What to do
Look through the material below and report every line that includes "Paused".
────────
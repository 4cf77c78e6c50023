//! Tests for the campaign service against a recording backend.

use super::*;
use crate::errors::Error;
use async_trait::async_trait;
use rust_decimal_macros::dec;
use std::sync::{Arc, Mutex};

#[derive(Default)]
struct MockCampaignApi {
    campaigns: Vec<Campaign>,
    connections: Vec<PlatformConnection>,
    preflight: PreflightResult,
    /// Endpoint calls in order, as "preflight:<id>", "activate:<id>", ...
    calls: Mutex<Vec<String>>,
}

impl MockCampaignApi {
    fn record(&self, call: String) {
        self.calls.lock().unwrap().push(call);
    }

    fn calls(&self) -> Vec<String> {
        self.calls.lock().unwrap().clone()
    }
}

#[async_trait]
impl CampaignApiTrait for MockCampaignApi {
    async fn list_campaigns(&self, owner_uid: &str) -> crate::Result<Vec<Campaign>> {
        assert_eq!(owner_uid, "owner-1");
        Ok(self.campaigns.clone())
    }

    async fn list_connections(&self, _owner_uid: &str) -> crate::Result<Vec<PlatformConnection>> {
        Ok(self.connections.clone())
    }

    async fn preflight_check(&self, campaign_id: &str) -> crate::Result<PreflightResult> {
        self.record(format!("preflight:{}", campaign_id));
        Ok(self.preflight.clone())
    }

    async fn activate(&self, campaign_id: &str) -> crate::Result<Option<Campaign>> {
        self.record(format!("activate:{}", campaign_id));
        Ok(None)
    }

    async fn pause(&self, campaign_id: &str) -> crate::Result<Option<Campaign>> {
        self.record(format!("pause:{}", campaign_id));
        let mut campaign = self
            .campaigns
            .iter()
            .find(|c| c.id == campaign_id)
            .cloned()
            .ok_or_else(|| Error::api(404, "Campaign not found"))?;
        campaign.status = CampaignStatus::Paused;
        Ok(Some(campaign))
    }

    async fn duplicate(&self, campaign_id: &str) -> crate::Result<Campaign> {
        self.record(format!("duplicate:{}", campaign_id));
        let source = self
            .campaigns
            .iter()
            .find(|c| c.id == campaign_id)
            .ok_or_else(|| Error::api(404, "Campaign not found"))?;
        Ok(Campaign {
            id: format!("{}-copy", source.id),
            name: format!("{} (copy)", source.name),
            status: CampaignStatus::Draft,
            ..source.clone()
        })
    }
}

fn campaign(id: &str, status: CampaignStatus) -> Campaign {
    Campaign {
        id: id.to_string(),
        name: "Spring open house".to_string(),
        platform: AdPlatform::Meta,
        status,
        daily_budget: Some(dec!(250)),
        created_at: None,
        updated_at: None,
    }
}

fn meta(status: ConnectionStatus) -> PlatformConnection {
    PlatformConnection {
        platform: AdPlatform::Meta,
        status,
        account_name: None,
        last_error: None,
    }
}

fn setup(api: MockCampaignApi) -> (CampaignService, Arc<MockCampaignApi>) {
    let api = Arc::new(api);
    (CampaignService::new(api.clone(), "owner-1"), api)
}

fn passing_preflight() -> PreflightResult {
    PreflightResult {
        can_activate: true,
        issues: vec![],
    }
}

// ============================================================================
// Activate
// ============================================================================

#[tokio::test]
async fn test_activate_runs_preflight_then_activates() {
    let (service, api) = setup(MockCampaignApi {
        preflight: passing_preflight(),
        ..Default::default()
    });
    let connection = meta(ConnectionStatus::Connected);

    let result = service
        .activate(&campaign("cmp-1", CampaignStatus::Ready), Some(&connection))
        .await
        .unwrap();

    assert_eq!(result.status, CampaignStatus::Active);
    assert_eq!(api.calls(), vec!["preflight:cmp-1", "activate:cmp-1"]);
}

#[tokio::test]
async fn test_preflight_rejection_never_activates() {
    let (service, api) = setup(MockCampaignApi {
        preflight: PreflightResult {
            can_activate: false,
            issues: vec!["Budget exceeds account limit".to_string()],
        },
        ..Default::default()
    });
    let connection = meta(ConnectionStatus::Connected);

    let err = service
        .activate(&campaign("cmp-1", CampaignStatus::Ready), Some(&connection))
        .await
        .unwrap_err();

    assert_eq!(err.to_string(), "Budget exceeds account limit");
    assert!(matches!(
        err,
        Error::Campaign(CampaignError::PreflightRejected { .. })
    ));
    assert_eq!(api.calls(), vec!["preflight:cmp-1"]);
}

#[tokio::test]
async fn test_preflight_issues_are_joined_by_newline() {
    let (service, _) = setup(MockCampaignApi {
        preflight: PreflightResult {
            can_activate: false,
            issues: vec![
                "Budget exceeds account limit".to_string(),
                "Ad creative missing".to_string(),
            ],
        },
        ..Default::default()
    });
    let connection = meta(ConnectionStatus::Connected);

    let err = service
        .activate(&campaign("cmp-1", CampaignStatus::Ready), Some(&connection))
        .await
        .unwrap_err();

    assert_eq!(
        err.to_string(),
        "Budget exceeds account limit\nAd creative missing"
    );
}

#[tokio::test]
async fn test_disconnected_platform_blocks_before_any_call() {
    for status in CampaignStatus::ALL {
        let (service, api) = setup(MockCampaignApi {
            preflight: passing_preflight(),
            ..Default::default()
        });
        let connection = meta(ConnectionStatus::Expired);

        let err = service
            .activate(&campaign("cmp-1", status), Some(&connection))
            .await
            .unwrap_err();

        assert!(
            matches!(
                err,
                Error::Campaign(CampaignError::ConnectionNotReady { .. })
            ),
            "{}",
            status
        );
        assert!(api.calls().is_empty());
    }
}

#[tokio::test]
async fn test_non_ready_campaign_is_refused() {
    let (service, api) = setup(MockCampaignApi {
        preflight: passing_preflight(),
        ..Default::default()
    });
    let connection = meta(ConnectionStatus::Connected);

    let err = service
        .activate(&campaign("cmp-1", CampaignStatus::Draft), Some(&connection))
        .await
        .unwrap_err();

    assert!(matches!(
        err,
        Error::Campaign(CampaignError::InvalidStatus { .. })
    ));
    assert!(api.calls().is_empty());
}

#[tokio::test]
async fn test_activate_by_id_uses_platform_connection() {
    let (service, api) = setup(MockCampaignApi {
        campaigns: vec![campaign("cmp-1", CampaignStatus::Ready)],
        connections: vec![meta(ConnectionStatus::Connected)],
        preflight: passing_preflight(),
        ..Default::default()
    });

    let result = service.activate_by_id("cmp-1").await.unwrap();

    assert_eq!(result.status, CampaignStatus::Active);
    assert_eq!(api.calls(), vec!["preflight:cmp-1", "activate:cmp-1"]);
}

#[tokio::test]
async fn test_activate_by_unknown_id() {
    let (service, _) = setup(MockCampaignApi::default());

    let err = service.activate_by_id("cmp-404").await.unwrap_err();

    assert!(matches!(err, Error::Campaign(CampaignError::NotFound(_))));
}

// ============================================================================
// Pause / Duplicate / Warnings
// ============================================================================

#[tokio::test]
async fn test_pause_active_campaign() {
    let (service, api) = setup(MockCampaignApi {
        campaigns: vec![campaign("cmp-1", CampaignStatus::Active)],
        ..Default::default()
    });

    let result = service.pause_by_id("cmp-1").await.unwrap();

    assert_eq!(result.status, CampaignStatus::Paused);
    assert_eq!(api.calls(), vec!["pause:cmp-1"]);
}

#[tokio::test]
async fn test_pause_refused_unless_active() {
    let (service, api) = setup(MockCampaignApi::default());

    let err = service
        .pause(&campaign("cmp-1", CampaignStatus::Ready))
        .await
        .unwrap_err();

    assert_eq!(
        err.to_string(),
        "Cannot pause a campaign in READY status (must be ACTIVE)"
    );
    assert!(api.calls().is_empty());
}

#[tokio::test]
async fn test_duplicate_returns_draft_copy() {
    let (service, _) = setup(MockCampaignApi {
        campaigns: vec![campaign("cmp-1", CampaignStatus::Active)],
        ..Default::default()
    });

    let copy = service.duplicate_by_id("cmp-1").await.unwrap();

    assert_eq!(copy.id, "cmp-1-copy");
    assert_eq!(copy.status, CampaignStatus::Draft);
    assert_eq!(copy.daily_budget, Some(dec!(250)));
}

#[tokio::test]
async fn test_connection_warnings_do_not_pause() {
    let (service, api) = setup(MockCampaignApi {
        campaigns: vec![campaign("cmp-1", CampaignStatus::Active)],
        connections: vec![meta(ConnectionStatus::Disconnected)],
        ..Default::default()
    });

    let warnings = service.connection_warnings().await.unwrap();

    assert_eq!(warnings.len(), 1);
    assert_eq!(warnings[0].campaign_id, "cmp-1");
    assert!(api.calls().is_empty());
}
────────
Task answer
        campaign.status = CampaignStatus::Paused;
    assert_eq!(result.status, CampaignStatus::Paused);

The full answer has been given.